John Lennon needed to get over himself. There’s nothing worse than a youngish man anyway–men that age are so certain they know everything. Then be the most famous man of your era and be kind of an asshole anyway, and you get John Lennon. Carrying on about how he was abandoned while abandoning his son. It rankles.
That said, I have high hopes that he’d have realized all this had he had a chance to age. He had good person potential.
Also, I just have one more thing to say. If you’re on Facebook of June, we have a little thing going on where we’re posing with our Christmas trees, based on this series of old snapshots someone found of middle-aged midcentury women posing with their trees.
I thought I’d saved some of those to my desktop but it appears I did not. I did, however, save a bunch of midcentury women in furs, such as this gem, and everything about this photo delights me other than thinking of the poor animal. Still.
Anyway, I took my OWN photo with my “Christmas tree,” which is really a foot-tall feather tree that Wedding Alex gave me. I keep getting her leftover feminine Xmas decorations that her husband eschews.
As time marches on and I see more comments re my festive holiday photo, I am realizing people do not realize I AM WEARING A DRESS. What the eff do you think I’m wearing? My festive holly t-shirt?
It’s a dress I ordered offa the internet last year, for my work Christmas party. It was like $6 and came from China and it’s practically see-through so I didn’t wear it. But I also put this photo on Instagram and people are all, “That’s a DRESS?” and I just can’t figure out what the hell else it could be.
In summation, yes. It’s a dress. I also tossed it, as not only is it see-through, it doesn’t even fit, because all I do is lie around and read romance magazines from bygone eras and eat literal pound cake.
We need to bring back the long-form romance magazine. If I have the attention span for them, others do too.

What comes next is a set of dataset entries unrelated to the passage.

//! Implementation of the `wflog mine` command.
//!
//! Reads the event log once, then writes one tab pane per application to the
//! report and the application's handover network next to it.

use std::fs::{self, File};
use std::io::{BufWriter, Write};
use std::path::{Path, PathBuf};

use anyhow::{Context, Result};
use wflog_core::{AppEvents, AppMatcher, EventLog, NormalizedEvent};
use wflog_mining::handover_of_work;

use crate::config::Config;
use crate::markup::{AppSection, write_app_section};

/// Path of the handover network written next to `output`.
pub fn handover_path(output: &Path) -> PathBuf {
    let mut path = output.as_os_str().to_owned();
    path.push(".sn.txt");
    PathBuf::from(path)
}

/// Run the mine command.
pub fn run(input: &Path, output: &Path, apps: &[String], config: &Config) -> Result<()> {
    // Truncate before reading so a failed run leaves an empty report.
    let file = File::create(output)
        .with_context(|| format!("failed to create report: {}", output.display()))?;
    let mut writer = BufWriter::new(file);

    let log = EventLog::from_dir(input, &config.ingest_options())
        .with_context(|| format!("failed to read event log: {}", input.display()))?;

    let settings = config.miner_settings();
    let handover_file = handover_path(output);
    let handover_attachment = handover_file
        .file_name()
        .map(|name| name.to_string_lossy().into_owned())
        .unwrap_or_default();

    for app in apps {
        let matcher = AppMatcher::new(app.as_str(), config.app_match)?;
        let selection = log.for_application(&matcher);
        let discovery: Vec<&NormalizedEvent> = match &selection {
            AppEvents::Events(events) => {
                events.discovery_events(config.discover_task_changes)
            }
            AppEvents::NoData { application } => {
                tracing::info!(application, "no matching log entries");
                Vec::new()
            }
        };

        write_app_section(
            &mut writer,
            &AppSection {
                selection: &selection,
                discovery: &discovery,
                settings: &settings,
                handover_attachment: &handover_attachment,
            },
        )
        .with_context(|| format!("failed to write report: {}", output.display()))?;

        let network = handover_of_work(discovery.iter().copied());
        fs::write(&handover_file, network.to_dot()).with_context(|| {
            format!(
                "failed to write handover network: {}",
                handover_file.display()
            )
        })?;

        tracing::info!(
            application = app.as_str(),
            events = selection.events().len(),
            mined = discovery.len(),
            "processed application"
        );
    }

    writer
        .flush()
        .with_context(|| format!("failed to write report: {}", output.display()))?;
    Ok(())
}
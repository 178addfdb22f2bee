//! Activity and state labels derived from extracted fields.

use std::fmt;
use std::str::FromStr;

use serde::{Deserialize, Serialize};

/// Separator between task name and task state in composed labels.
pub const TASK_LABEL_SEPARATOR: &str = " - ";

/// Separator between activity and concept name in qualified transition labels.
pub const QUALIFIED_LABEL_SEPARATOR: &str = ": ";

/// How transition fields become activity labels.
#[derive(Debug, Clone, Copy, Default, PartialEq, Eq, Serialize, Deserialize)]
#[serde(rename_all = "lowercase")]
pub enum LabelStyle {
    /// Activity and name are taken from the event as-is.
    #[default]
    Direct,
    /// Activity and name both become `"<activity>: <name>"`.
    Qualified,
}

impl fmt::Display for LabelStyle {
    fn fmt(&self, f: &mut fmt::Formatter<'_>) -> fmt::Result {
        f.write_str(match self {
            Self::Direct => "direct",
            Self::Qualified => "qualified",
        })
    }
}

impl FromStr for LabelStyle {
    type Err = String;

    fn from_str(s: &str) -> Result<Self, Self::Err> {
        match s {
            "direct" => Ok(Self::Direct),
            "qualified" => Ok(Self::Qualified),
            other => Err(format!("unknown label style: {other}")),
        }
    }
}

/// Activity, concept name and state labels of one event.
#[derive(Debug, Clone, PartialEq, Eq)]
pub struct Labels {
    pub activity: String,
    pub name: String,
    pub state: String,
}

impl Labels {
    /// Labels for a transition.
    pub fn transition(activity: &str, name: &str, state: &str, style: LabelStyle) -> Self {
        match style {
            LabelStyle::Direct => Self {
                activity: activity.to_string(),
                name: name.to_string(),
                state: state.to_string(),
            },
            LabelStyle::Qualified => {
                let qualified = format!("{activity}{QUALIFIED_LABEL_SEPARATOR}{name}");
                Self {
                    activity: qualified.clone(),
                    name: qualified,
                    state: state.to_string(),
                }
            }
        }
    }

    /// Labels for a task change: all three carry `"<name> - <state>"`.
    pub fn task(name: &str, state: &str) -> Self {
        let label = format!("{name}{TASK_LABEL_SEPARATOR}{state}");
        Self {
            activity: label.clone(),
            name: label.clone(),
            state: label,
        }
    }
}

#[cfg(test)]
mod tests {
    use super::*;

    #[test]
    fn task_labels_are_identical() {
        let labels = Labels::task("Approve invoice", "done");
        assert_eq!(labels.activity, "Approve invoice - done");
        assert_eq!(labels.activity, labels.name);
        assert_eq!(labels.name, labels.state);
    }

    #[test]
    fn direct_transition_labels_pass_through() {
        let labels = Labels::transition("approve", "Review", "APPROVED", LabelStyle::Direct);
        assert_eq!(labels.activity, "approve");
        assert_eq!(labels.name, "Review");
        assert_eq!(labels.state, "APPROVED");
    }

    #[test]
    fn qualified_transition_labels_join_activity_and_name() {
        let labels = Labels::transition("approve", "Review", "APPROVED", LabelStyle::Qualified);
        assert_eq!(labels.activity, "approve: Review");
        assert_eq!(labels.name, "approve: Review");
        assert_eq!(labels.state, "APPROVED");
    }

    #[test]
    fn label_style_parses() {
        assert_eq!("qualified".parse::<LabelStyle>(), Ok(LabelStyle::Qualified));
        assert!("fancy".parse::<LabelStyle>().is_err());
    }
}
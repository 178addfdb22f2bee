//! Handover-of-work social network.
//!
//! A handover from `u` to `v` happens whenever, within one case, an event
//! performed by `u` is directly followed by an event performed by `v`.

use std::collections::{BTreeMap, BTreeSet};
use std::fmt::Write;

use wflog_core::{NormalizedEvent, UserId};

use crate::dfg::traces;
use crate::render::escape_label;

/// Weighted handovers between users.
#[derive(Debug, Clone, Default, PartialEq, Eq)]
pub struct HandoverNetwork {
    counts: BTreeMap<(UserId, UserId), usize>,
    users: BTreeSet<UserId>,
    total: usize,
}

impl HandoverNetwork {
    /// Number of handovers from `from` to `to`.
    pub fn count(&self, from: &UserId, to: &UserId) -> usize {
        self.counts
            .get(&(from.clone(), to.clone()))
            .copied()
            .unwrap_or(0)
    }

    /// Share of all handovers that went from `from` to `to`.
    #[allow(clippy::cast_precision_loss)]
    pub fn value(&self, from: &UserId, to: &UserId) -> f64 {
        if self.total == 0 {
            return 0.0;
        }
        self.count(from, to) as f64 / self.total as f64
    }

    /// Every user seen in the log, including those with no handovers.
    pub const fn users(&self) -> &BTreeSet<UserId> {
        &self.users
    }

    pub fn handovers(&self) -> impl Iterator<Item = (&UserId, &UserId, usize)> {
        self.counts
            .iter()
            .map(|((from, to), &count)| (from, to, count))
    }

    pub const fn total(&self) -> usize {
        self.total
    }

    pub const fn is_empty(&self) -> bool {
        self.total == 0
    }

    /// Renders the network as a DOT document with normalized edge weights.
    pub fn to_dot(&self) -> Vec<u8> {
        let ids: BTreeMap<&UserId, String> = self
            .users
            .iter()
            .enumerate()
            .map(|(i, user)| (user, format!("u{i}")))
            .collect();

        let mut out = String::new();
        let _ = writeln!(out, "digraph handover {{");
        let _ = writeln!(out, "  graph [bgcolor=\"#FFFFFF\"];");
        let _ = writeln!(out, "  node [shape=ellipse, fontname=\"Helvetica\", fontsize=10];");
        for (user, id) in &ids {
            let _ = writeln!(out, "  {id} [label=\"{}\"];", escape_label(user.as_str()));
        }
        for (from, to, _) in self.handovers() {
            let _ = writeln!(
                out,
                "  {} -> {} [label=\"{:.3}\"];",
                ids[from],
                ids[to],
                self.value(from, to)
            );
        }
        out.push_str("}\n");
        out.into_bytes()
    }
}

/// Builds the handover network of an event stream.
///
/// Consecutive events by the same user are not handovers.
pub fn handover_of_work<'a, I>(events: I) -> HandoverNetwork
where
    I: IntoIterator<Item = &'a NormalizedEvent>,
{
    let mut network = HandoverNetwork::default();

    for (_, trace) in traces(events) {
        for event in &trace {
            network.users.insert(event.user.clone());
        }
        for pair in trace.windows(2) {
            let (from, to) = (&pair[0].user, &pair[1].user);
            if from == to {
                continue;
            }
            *network
                .counts
                .entry((from.clone(), to.clone()))
                .or_default() += 1;
            network.total += 1;
        }
    }

    tracing::debug!(
        users = network.users.len(),
        handovers = network.total,
        "handover of work"
    );
    network
}

#[cfg(test)]
mod tests {
    use super::*;

    use crate::dfg::tests::event;

    fn user(name: &str) -> UserId {
        UserId::new(name).unwrap()
    }

    #[test]
    fn counts_handovers_within_cases() {
        let events = [
            event("1", 0, "open", "ann"),
            event("1", 1, "review", "bob"),
            event("1", 2, "close", "ann"),
            event("2", 0, "open", "ann"),
            event("2", 1, "edit", "ann"),
            event("2", 2, "review", "bob"),
        ];
        let network = handover_of_work(&events);

        assert_eq!(network.count(&user("ann"), &user("bob")), 2);
        assert_eq!(network.count(&user("bob"), &user("ann")), 1);
        assert_eq!(network.count(&user("ann"), &user("ann")), 0);
        assert_eq!(network.total(), 3);
        assert!((network.value(&user("ann"), &user("bob")) - 2.0 / 3.0).abs() < 1e-9);
    }

    #[test]
    fn handovers_do_not_cross_cases() {
        let events = [event("1", 0, "open", "ann"), event("2", 1, "open", "bob")];
        let network = handover_of_work(&events);
        assert!(network.is_empty());
        assert_eq!(network.users().len(), 2);
        assert!(network.value(&user("ann"), &user("bob")).abs() < f64::EPSILON);
    }

    #[test]
    fn dot_output() {
        let events = [
            event("1", 0, "open", "ann"),
            event("1", 1, "review", "bob"),
        ];
        let dot = String::from_utf8(handover_of_work(&events).to_dot()).unwrap();
        insta::assert_snapshot!(dot, @r##"
        digraph handover {
          graph [bgcolor="#FFFFFF"];
          node [shape=ellipse, fontname="Helvetica", fontsize=10];
          u0 [label="ann"];
          u1 [label="bob"];
          u0 -> u1 [label="1.000"];
        }
        "##);
    }
}
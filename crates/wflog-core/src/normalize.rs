//! Turning one event line into a [`NormalizedEvent`].

use crate::error::IngestError;
use crate::event::{NormalizedEvent, parse_timestamp};
use crate::fields::BodyParsers;
use crate::kind::EventKind;
use crate::labels::LabelStyle;
use crate::reader::SourceLine;
use crate::triple::{LineError, extract_triple};
use crate::types::UserId;

/// Stateless line normalizer.
///
/// The same line always yields the same result.
#[derive(Debug, Clone, Copy, Default)]
pub struct Normalizer {
    parsers: BodyParsers,
}

impl Normalizer {
    pub const fn new(labels: LabelStyle) -> Self {
        Self {
            parsers: BodyParsers::new(labels),
        }
    }

    /// Normalizes one line.
    ///
    /// Returns `Ok(None)` for events that are neither transitions nor task
    /// changes.
    pub fn normalize(&self, line: &SourceLine) -> Result<Option<NormalizedEvent>, IngestError> {
        let triple = extract_triple(&line.text).map_err(|source| IngestError::MalformedLine {
            location: line.location.clone(),
            source,
        })?;

        let Some(kind) = EventKind::classify(&triple.body) else {
            return Ok(None);
        };

        let fields = self
            .parsers
            .for_kind(kind)
            .parse(&triple.body)
            .map_err(|source| IngestError::MalformedEventField {
                location: line.location.clone(),
                kind,
                source,
            })?;

        let timestamp =
            parse_timestamp(&triple.timestamp).ok_or_else(|| IngestError::MalformedTimestamp {
                location: line.location.clone(),
                value: triple.timestamp.clone(),
            })?;

        // The triple extractor already rejects empty users.
        let user = UserId::new(triple.user).map_err(|_| IngestError::MalformedLine {
            location: line.location.clone(),
            source: LineError::EmptySegment { field: "user" },
        })?;

        Ok(Some(NormalizedEvent {
            timestamp,
            user,
            activity: fields.labels.activity,
            name: fields.labels.name,
            state: fields.labels.state,
            case_id: fields.case_id,
            kind,
            raw_body: triple.body,
        }))
    }
}
//! Wiki markup report: one tab pane per application.

use std::fmt::Write as _;
use std::io::{self, Write};

use wflog_core::{AppEvents, NormalizedEvent};
use wflog_mining::{MinerKind, MinerSettings, RenderStyle, render};

/// Shown in place of a graph when an application has nothing to mine.
pub const NO_DATA_MESSAGE: &str = "No matching log entries for this app";

/// Wiki topic included in every application's "Recommendations" tab.
pub const RECOMMENDATIONS_TOPIC: &str = "PmDashboardRecommendations";

/// Shared overview image shown in every application's "Workflow" tab.
pub const WORKFLOW_OVERVIEW_IMAGE: &str = "/pub/Main/PmDashboard/WorkflowAppOverview.png";

/// Inputs for one application's section of the report.
pub struct AppSection<'a> {
    pub selection: &'a AppEvents,
    /// Events handed to discovery.
    pub discovery: &'a [&'a NormalizedEvent],
    pub settings: &'a MinerSettings,
    /// Attachment name of the handover network.
    pub handover_attachment: &'a str,
}

/// Writes the tab pane of one application.
///
/// A failing miner or renderer only affects its own tab.
pub fn write_app_section<W: Write>(out: &mut W, section: &AppSection<'_>) -> io::Result<()> {
    let app = section.selection.application();

    writeln!(out, "%TAB{{\"{app}\"}}%")?;
    writeln!(out, "%TABPANE{{class=\"jqTabPaneFlatSub\"}}%")?;

    let metrics = format!("{app}/AppMetrics");
    writeln!(out, "%TAB{{\"App Metrics\" encode=\"none\"}}%")?;
    writeln!(out, "<p>[[{metrics}][{metrics}]]</p>")?;
    writeln!(out, "%ENDTAB%")?;

    writeln!(out, "%TAB{{\"Recommendations\"}}%")?;
    writeln!(
        out,
        "%INCLUDE{{\"{RECOMMENDATIONS_TOPIC}\" disablerewriteurls=\"on\"}}%"
    )?;
    writeln!(out, "%ENDTAB%")?;

    writeln!(out, "%TAB{{\"Workflow\"}}%")?;
    writeln!(
        out,
        "<div class=\"prom-large-asset\"><img style=\"max-width:70vw;cursor:pointer;\" src=\"{WORKFLOW_OVERVIEW_IMAGE}\" /></div>"
    )?;
    writeln!(out, "%ENDTAB%")?;

    writeln!(out, "%TAB{{\"Handover of Work\"}}%")?;
    writeln!(
        out,
        "%INCLUDE{{\"%ATTACHURL%/{}\" raw=\"on\" literal=\"on\" encode=\"none\"}}%",
        section.handover_attachment
    )?;
    writeln!(out, "%ENDTAB%")?;

    for style in RenderStyle::ALL {
        for kind in MinerKind::ALL {
            writeln!(out, "%TAB{{\"{kind} ({style})\"}}%")?;
            match model_tab(section, kind, style) {
                Ok(Some(dot)) => {
                    writeln!(out, "<dot>")?;
                    out.write_all(&dot)?;
                    writeln!(out, "</dot>")?;
                }
                Ok(None) => writeln!(out, "{NO_DATA_MESSAGE}")?,
                Err(message) => {
                    tracing::warn!(
                        application = app,
                        miner = %kind,
                        style = %style,
                        error = %message,
                        "discovery failed"
                    );
                    writeln!(out, "{}", html_escape(&message))?;
                }
            }
            writeln!(out, "%ENDTAB%")?;
        }
    }

    writeln!(out, "%TAB{{\"Event Log\"}}%")?;
    out.write_all(event_table(section.selection.events()).as_bytes())?;
    writeln!(out, "%ENDTAB%")?;

    writeln!(out, "%ENDTABPANE%")?;
    writeln!(out, "%ENDTAB%")?;
    Ok(())
}

/// Rendered graph of one miner and style, `None` when there is nothing to mine.
fn model_tab(
    section: &AppSection<'_>,
    kind: MinerKind,
    style: RenderStyle,
) -> Result<Option<Vec<u8>>, String> {
    if section.selection.is_no_data() || section.discovery.is_empty() {
        return Ok(None);
    }
    let miner = kind.miner(section.settings).map_err(|e| e.to_string())?;
    let graph = miner
        .discover(section.discovery)
        .map_err(|e| e.to_string())?;
    Ok(Some(render(&graph, style)))
}

const TABLE_COLUMNS: [&str; 8] = [
    "timestamp",
    "user",
    "activity",
    "name",
    "state",
    "case",
    "kind",
    "raw_body",
];

/// Renders events as an HTML table.
pub fn event_table(events: &[NormalizedEvent]) -> String {
    let mut html = String::new();
    let _ = writeln!(html, "<table border=\"1\" class=\"dataframe ma-table\">");
    let _ = writeln!(html, "  <thead>");
    let _ = writeln!(html, "    <tr style=\"text-align: right;\">");
    for column in TABLE_COLUMNS {
        let _ = writeln!(html, "      <th>{column}</th>");
    }
    let _ = writeln!(html, "    </tr>");
    let _ = writeln!(html, "  </thead>");
    let _ = writeln!(html, "  <tbody>");
    for event in events {
        let cells = [
            event.timestamp.to_rfc3339(),
            event.user.to_string(),
            event.activity.clone(),
            event.name.clone(),
            event.state.clone(),
            event.case_id.to_string(),
            event.kind.to_string(),
            event.raw_body.clone(),
        ];
        let _ = writeln!(html, "    <tr>");
        for cell in &cells {
            let _ = writeln!(html, "      <td>{}</td>", html_escape(cell));
        }
        let _ = writeln!(html, "    </tr>");
    }
    let _ = writeln!(html, "  </tbody>");
    let _ = writeln!(html, "</table>");
    html
}

/// Escapes markup characters and writes non-ASCII as numeric references.
pub fn html_escape(text: &str) -> String {
    let mut escaped = String::with_capacity(text.len());
    for c in text.chars() {
        match c {
            '&' => escaped.push_str("&amp;"),
            '<' => escaped.push_str("&lt;"),
            '>' => escaped.push_str("&gt;"),
            '"' => escaped.push_str("&quot;"),
            c if c.is_ascii() => escaped.push(c),
            c => {
                let _ = write!(escaped, "&#{};", u32::from(c));
            }
        }
    }
    escaped
}

#[cfg(test)]
mod tests {
    use super::*;

    use chrono::{TimeZone, Utc};
    use wflog_core::{AppEventLog, CaseId, EventKind, UserId};

    fn event(case: &str, minute: u32, name: &str, user: &str, kind: EventKind) -> NormalizedEvent {
        NormalizedEvent {
            timestamp: Utc.with_ymd_and_hms(2024, 1, 1, 10, minute, 0).unwrap(),
            user: UserId::new(user).unwrap(),
            activity: name.to_string(),
            name: name.to_string(),
            state: name.to_string(),
            case_id: CaseId::new(case).unwrap(),
            kind,
            raw_body: format!("{};AppA;concept:{name};case:{case}", kind.marker()),
        }
    }

    fn write(selection: &AppEvents, discovery: &[&NormalizedEvent]) -> String {
        let settings = MinerSettings::default();
        let section = AppSection {
            selection,
            discovery,
            settings: &settings,
            handover_attachment: "report.txt.sn.txt",
        };
        let mut out = Vec::new();
        write_app_section(&mut out, &section).unwrap();
        String::from_utf8(out).unwrap()
    }

    #[test]
    fn escapes_markup_and_non_ascii() {
        assert_eq!(html_escape("a < b & \"c\""), "a &lt; b &amp; &quot;c&quot;");
        assert_eq!(html_escape("Prüfung"), "Pr&#252;fung");
    }

    #[test]
    fn event_table_lists_escaped_raw_body() {
        let mut logged = event("1", 0, "open", "ann", EventKind::Transition);
        logged.raw_body = "event:TRANSITION;AppA;concept:Prüfung <neu>;case:1".to_string();
        let html = event_table(&[logged]);
        assert!(html.contains(
            "<td>event:TRANSITION;AppA;concept:Pr&#252;fung &lt;neu&gt;;case:1</td>"
        ));
    }

    #[test]
    fn no_data_section() {
        let selection = AppEvents::NoData {
            application: "AppX".to_string(),
        };
        let markup = write(&selection, &[]);
        insta::assert_snapshot!(markup, @r#"
        %TAB{"AppX"}%
        %TABPANE{class="jqTabPaneFlatSub"}%
        %TAB{"App Metrics" encode="none"}%
        <p>[[AppX/AppMetrics][AppX/AppMetrics]]</p>
        %ENDTAB%
        %TAB{"Recommendations"}%
        %INCLUDE{"PmDashboardRecommendations" disablerewriteurls="on"}%
        %ENDTAB%
        %TAB{"Workflow"}%
        <div class="prom-large-asset"><img style="max-width:70vw;cursor:pointer;" src="/pub/Main/PmDashboard/WorkflowAppOverview.png" /></div>
        %ENDTAB%
        %TAB{"Handover of Work"}%
        %INCLUDE{"%ATTACHURL%/report.txt.sn.txt" raw="on" literal="on" encode="none"}%
        %ENDTAB%
        %TAB{"inductive (frequency)"}%
        No matching log entries for this app
        %ENDTAB%
        %TAB{"heuristic (frequency)"}%
        No matching log entries for this app
        %ENDTAB%
        %TAB{"inductive (simple)"}%
        No matching log entries for this app
        %ENDTAB%
        %TAB{"heuristic (simple)"}%
        No matching log entries for this app
        %ENDTAB%
        %TAB{"Event Log"}%
        <table border="1" class="dataframe ma-table">
          <thead>
            <tr style="text-align: right;">
              <th>timestamp</th>
              <th>user</th>
              <th>activity</th>
              <th>name</th>
              <th>state</th>
              <th>case</th>
              <th>kind</th>
              <th>raw_body</th>
            </tr>
          </thead>
          <tbody>
          </tbody>
        </table>
        %ENDTAB%
        %ENDTABPANE%
        %ENDTAB%
        "#);
    }

    #[test]
    fn graphs_are_wrapped_in_dot_tags() {
        let events = vec![
            event("1", 0, "open", "ann", EventKind::Transition),
            event("1", 1, "close", "bob", EventKind::Transition),
        ];
        let discovery: Vec<&NormalizedEvent> = events.iter().collect();
        let selection = selection_with(events.clone());
        let markup = write(&selection, &discovery);

        assert_eq!(markup.matches("<dot>").count(), 4);
        assert_eq!(markup.matches("</dot>").count(), 4);
        assert_eq!(markup.matches("digraph workflow {").count(), 4);
        assert!(markup.contains("<td>2024-01-01T10:01:00+00:00</td>"));
        assert!(markup.contains("<td>event:TRANSITION;AppA;concept:close;case:1</td>"));
        assert!(!markup.contains(NO_DATA_MESSAGE));
    }

    #[test]
    fn empty_discovery_view_shows_no_data() {
        let events = vec![event("1", 0, "Task - done", "ann", EventKind::TaskChange)];
        let selection = selection_with(events);
        let markup = write(&selection, &[]);
        assert_eq!(markup.matches(NO_DATA_MESSAGE).count(), 4);
        assert!(markup.contains("<td>task_change</td>"));
    }

    #[test]
    fn miner_errors_stay_in_their_tab() {
        let events = vec![event("1", 0, "open", "ann", EventKind::Transition)];
        let discovery: Vec<&NormalizedEvent> = events.iter().collect();
        let selection = selection_with(events.clone());
        let settings = MinerSettings {
            noise_threshold: 3.0,
            ..MinerSettings::default()
        };
        let section = AppSection {
            selection: &selection,
            discovery: &discovery,
            settings: &settings,
            handover_attachment: "r.sn.txt",
        };
        let mut out = Vec::new();
        write_app_section(&mut out, &section).unwrap();
        let markup = String::from_utf8(out).unwrap();

        // Inductive fails in both styles, heuristic still renders.
        assert_eq!(
            markup
                .matches("noise_threshold must be within range, got 3")
                .count(),
            2
        );
        assert_eq!(markup.matches("<dot>").count(), 2);
        assert!(markup.ends_with("%ENDTABPANE%\n%ENDTAB%\n"));
    }

    fn selection_with(events: Vec<NormalizedEvent>) -> AppEvents {
        AppEvents::Events(AppEventLog::new("AppA", events))
    }
}
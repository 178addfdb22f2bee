//! Validated identifier types.

use std::fmt;

use serde::{Deserialize, Serialize};
use thiserror::Error;

/// Validation errors for core types.
#[derive(Debug, Error, Clone, PartialEq, Eq)]
pub enum ValidationError {
    /// The provided value was empty or whitespace-only.
    #[error("{field} cannot be empty")]
    Empty { field: &'static str },
}

/// Generates a validated string ID newtype with common trait implementations.
macro_rules! define_string_id {
    (
        $(#[$meta:meta])*
        $name:ident, $field_name:literal
    ) => {
        $(#[$meta])*
        #[derive(Debug, Clone, PartialEq, Eq, Hash, PartialOrd, Ord, Serialize, Deserialize)]
        #[serde(try_from = "String", into = "String")]
        pub struct $name(String);

        impl $name {
            /// Creates a new ID after validation.
            pub fn new(id: impl Into<String>) -> Result<Self, ValidationError> {
                let id = id.into();
                if id.trim().is_empty() {
                    return Err(ValidationError::Empty { field: $field_name });
                }
                Ok(Self(id))
            }

            /// Returns the ID as a string slice.
            pub fn as_str(&self) -> &str {
                &self.0
            }
        }

        impl TryFrom<String> for $name {
            type Error = ValidationError;

            fn try_from(value: String) -> Result<Self, Self::Error> {
                Self::new(value)
            }
        }

        impl From<$name> for String {
            fn from(id: $name) -> Self {
                id.0
            }
        }

        impl fmt::Display for $name {
            fn fmt(&self, f: &mut fmt::Formatter<'_>) -> fmt::Result {
                write!(f, "{}", self.0)
            }
        }

        impl AsRef<str> for $name {
            fn as_ref(&self) -> &str {
                &self.0
            }
        }
    };
}

define_string_id!(
    /// Identifier of one workflow instance.
    ///
    /// Every event of the same case carries the same `CaseId`, so discovery
    /// can rebuild traces by grouping on it.
    CaseId, "case ID"
);

define_string_id!(
    /// The actor who performed an event.
    UserId, "user"
);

I like them not because reading romance interests me that much. It’s part of my obsession with reading about the everyday of bygone eras, a thing that began with Laura Ingalls Wilder, got further enhanced by my 1940s photographs of Norma and Vern, and is probably why I keep blogging even though everyone else went on to, I don’t know. What does everyone else do now? They tick and tock or whatever.
I just love reading about how someone gets a letter saying, “My secretary quit. Would you like to be my secretary now?” Or how they have coffee after dinner. Or how they’re delighted to have a “cute two-room apartment.” That’s the stuff that rivets me. I never care that Brett huskily tells Mona how beautiful she is. We all know Brett’s gonna fuck up somehow.
I gotta go. I knew it’d be quiet at first, as everyone has to do whatever it is they do first at work before stuff gets to me, but now there are messages coming to me asking if I can, you know, copy edit stuff and I said yes. She said yes! He went to Jared! He went to copy edit!